***** EXERCISE MATERIALS *****
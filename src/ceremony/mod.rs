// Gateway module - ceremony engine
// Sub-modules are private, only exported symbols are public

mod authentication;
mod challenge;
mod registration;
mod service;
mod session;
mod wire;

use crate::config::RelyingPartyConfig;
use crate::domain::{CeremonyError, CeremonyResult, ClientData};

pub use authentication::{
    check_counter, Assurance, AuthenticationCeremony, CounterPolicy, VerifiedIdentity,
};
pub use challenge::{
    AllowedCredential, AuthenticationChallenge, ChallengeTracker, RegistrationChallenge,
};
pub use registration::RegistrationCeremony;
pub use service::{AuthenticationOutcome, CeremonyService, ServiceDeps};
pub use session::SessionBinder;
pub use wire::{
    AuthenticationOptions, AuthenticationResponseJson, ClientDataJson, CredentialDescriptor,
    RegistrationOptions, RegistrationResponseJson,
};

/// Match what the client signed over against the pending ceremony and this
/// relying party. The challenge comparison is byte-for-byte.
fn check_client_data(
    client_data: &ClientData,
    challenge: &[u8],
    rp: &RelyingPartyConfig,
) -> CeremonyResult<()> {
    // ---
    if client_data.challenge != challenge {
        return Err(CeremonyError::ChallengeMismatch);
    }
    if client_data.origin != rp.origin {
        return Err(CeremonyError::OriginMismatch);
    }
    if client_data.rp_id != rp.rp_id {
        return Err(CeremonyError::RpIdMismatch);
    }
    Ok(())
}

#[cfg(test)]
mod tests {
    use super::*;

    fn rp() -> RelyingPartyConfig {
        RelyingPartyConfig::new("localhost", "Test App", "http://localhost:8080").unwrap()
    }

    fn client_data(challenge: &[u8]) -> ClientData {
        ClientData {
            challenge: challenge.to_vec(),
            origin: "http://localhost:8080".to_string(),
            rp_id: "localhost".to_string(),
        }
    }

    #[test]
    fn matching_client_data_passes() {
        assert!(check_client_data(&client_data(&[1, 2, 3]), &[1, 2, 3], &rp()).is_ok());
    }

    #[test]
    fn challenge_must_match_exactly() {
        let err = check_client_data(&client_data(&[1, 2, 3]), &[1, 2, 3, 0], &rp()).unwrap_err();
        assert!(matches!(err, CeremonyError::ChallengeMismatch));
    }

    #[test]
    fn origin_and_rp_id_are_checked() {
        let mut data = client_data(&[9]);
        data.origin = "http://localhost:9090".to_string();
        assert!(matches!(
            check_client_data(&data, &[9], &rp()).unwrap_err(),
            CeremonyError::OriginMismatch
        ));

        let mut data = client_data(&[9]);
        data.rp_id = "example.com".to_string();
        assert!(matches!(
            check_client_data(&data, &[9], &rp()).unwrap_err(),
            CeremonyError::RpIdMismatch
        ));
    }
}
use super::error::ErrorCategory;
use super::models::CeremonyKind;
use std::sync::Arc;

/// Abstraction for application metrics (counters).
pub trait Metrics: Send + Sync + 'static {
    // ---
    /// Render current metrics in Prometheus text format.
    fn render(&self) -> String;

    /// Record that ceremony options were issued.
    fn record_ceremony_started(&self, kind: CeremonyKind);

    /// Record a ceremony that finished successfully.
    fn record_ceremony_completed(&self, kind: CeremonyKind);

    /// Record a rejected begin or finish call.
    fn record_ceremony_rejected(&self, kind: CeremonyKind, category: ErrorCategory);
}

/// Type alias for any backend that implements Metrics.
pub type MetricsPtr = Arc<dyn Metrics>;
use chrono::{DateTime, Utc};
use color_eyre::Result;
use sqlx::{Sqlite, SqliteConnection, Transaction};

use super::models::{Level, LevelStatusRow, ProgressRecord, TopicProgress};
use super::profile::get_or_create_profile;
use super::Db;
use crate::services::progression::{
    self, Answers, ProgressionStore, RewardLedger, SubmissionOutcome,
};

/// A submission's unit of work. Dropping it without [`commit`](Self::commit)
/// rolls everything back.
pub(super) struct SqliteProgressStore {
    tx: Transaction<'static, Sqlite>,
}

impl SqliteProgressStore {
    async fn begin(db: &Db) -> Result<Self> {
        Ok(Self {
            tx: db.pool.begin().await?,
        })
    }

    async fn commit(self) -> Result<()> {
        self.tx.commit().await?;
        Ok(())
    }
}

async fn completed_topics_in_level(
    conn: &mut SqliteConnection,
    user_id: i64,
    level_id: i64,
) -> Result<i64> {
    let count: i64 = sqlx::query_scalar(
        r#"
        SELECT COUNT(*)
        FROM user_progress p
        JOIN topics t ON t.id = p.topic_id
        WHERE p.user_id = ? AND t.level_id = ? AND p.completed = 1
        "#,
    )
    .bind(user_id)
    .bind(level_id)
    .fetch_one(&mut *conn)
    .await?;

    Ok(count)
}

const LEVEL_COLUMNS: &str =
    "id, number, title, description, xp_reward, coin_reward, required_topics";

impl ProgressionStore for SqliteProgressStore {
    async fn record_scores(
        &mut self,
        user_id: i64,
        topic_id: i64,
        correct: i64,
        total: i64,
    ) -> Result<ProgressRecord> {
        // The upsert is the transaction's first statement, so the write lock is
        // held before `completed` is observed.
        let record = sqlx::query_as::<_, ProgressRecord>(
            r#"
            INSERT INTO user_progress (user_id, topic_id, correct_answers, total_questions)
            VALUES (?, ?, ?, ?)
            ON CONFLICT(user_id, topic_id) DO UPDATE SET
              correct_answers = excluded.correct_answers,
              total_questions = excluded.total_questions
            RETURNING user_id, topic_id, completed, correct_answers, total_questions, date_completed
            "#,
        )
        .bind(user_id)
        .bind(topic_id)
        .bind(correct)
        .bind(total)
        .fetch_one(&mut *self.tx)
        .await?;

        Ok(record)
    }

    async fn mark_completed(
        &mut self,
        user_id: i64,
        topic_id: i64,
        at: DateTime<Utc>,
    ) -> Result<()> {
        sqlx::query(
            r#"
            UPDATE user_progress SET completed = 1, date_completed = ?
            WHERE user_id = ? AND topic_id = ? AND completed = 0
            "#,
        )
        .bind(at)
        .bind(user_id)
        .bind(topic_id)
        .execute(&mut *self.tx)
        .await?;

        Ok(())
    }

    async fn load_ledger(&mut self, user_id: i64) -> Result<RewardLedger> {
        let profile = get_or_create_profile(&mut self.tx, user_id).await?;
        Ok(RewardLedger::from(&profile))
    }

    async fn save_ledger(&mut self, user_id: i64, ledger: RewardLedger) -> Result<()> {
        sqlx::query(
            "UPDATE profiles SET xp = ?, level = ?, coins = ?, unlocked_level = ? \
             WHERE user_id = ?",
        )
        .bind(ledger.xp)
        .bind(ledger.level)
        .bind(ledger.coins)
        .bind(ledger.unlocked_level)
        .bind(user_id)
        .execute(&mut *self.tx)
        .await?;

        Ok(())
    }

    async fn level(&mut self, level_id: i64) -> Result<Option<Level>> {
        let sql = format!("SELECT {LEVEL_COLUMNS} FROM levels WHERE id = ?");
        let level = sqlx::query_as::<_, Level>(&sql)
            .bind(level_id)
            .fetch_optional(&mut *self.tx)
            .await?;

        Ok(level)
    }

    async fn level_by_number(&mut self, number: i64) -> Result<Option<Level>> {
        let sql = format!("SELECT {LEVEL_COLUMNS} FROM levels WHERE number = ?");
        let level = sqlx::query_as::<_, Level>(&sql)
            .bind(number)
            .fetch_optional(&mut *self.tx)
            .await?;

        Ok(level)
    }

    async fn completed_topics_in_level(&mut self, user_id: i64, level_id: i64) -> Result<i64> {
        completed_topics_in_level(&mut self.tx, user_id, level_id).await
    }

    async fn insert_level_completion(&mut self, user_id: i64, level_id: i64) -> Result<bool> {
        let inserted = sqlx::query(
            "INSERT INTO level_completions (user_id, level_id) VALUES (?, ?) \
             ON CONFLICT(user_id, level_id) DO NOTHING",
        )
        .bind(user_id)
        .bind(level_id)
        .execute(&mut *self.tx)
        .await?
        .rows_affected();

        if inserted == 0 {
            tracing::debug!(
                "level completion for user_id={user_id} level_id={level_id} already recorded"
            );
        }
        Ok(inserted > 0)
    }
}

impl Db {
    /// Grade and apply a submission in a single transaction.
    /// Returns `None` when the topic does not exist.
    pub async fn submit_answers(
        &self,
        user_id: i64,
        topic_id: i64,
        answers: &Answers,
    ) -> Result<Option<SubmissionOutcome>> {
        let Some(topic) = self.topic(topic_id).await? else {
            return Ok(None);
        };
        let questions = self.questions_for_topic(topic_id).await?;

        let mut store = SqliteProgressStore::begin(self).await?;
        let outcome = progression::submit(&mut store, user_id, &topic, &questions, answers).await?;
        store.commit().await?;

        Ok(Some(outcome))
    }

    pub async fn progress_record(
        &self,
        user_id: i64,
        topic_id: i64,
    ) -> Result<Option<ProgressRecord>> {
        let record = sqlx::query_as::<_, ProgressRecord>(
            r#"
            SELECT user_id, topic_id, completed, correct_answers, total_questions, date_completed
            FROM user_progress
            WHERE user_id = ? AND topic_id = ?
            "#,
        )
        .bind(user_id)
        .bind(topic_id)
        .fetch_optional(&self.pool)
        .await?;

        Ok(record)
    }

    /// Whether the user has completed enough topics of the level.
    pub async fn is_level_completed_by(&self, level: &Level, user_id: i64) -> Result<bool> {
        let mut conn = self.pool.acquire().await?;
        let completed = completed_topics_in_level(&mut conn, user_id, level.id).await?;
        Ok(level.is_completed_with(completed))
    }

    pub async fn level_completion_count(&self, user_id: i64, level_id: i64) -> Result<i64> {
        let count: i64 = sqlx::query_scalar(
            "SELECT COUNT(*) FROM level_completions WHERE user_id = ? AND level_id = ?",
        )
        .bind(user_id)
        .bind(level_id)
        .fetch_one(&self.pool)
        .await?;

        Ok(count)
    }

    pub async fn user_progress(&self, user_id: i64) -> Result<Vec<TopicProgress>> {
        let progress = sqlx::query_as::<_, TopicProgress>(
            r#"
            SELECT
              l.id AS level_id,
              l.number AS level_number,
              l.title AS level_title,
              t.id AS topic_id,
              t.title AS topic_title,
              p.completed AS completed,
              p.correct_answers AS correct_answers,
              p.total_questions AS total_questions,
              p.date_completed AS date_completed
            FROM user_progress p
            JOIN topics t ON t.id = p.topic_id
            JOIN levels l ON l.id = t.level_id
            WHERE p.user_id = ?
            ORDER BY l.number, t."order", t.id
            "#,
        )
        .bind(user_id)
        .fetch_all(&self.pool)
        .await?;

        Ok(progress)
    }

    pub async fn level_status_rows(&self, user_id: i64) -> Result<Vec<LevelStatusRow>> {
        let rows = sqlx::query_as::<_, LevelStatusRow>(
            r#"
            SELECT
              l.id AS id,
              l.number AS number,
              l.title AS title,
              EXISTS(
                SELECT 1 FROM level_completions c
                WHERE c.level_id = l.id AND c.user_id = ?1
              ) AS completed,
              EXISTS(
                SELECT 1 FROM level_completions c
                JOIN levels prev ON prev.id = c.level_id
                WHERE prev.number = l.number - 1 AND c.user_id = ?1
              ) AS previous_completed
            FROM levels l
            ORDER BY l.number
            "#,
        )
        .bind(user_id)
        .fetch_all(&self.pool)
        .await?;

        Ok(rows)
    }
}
*****
▶ [WHAT THE TASK REQUIRES]:
Please print exactly what appears from the first line of the data through the line with "use crate::config::RelyingPartyConfig;", including both of those lines and nothing past them.

▶ [REPLY]:
filename src/ceremony/mod.rs
// Gateway module - ceremony engine
// Sub-modules are private, only exported symbols are public

mod authentication;
mod challenge;
mod registration;
mod service;
mod session;
mod wire;

use crate::config::RelyingPartyConfig;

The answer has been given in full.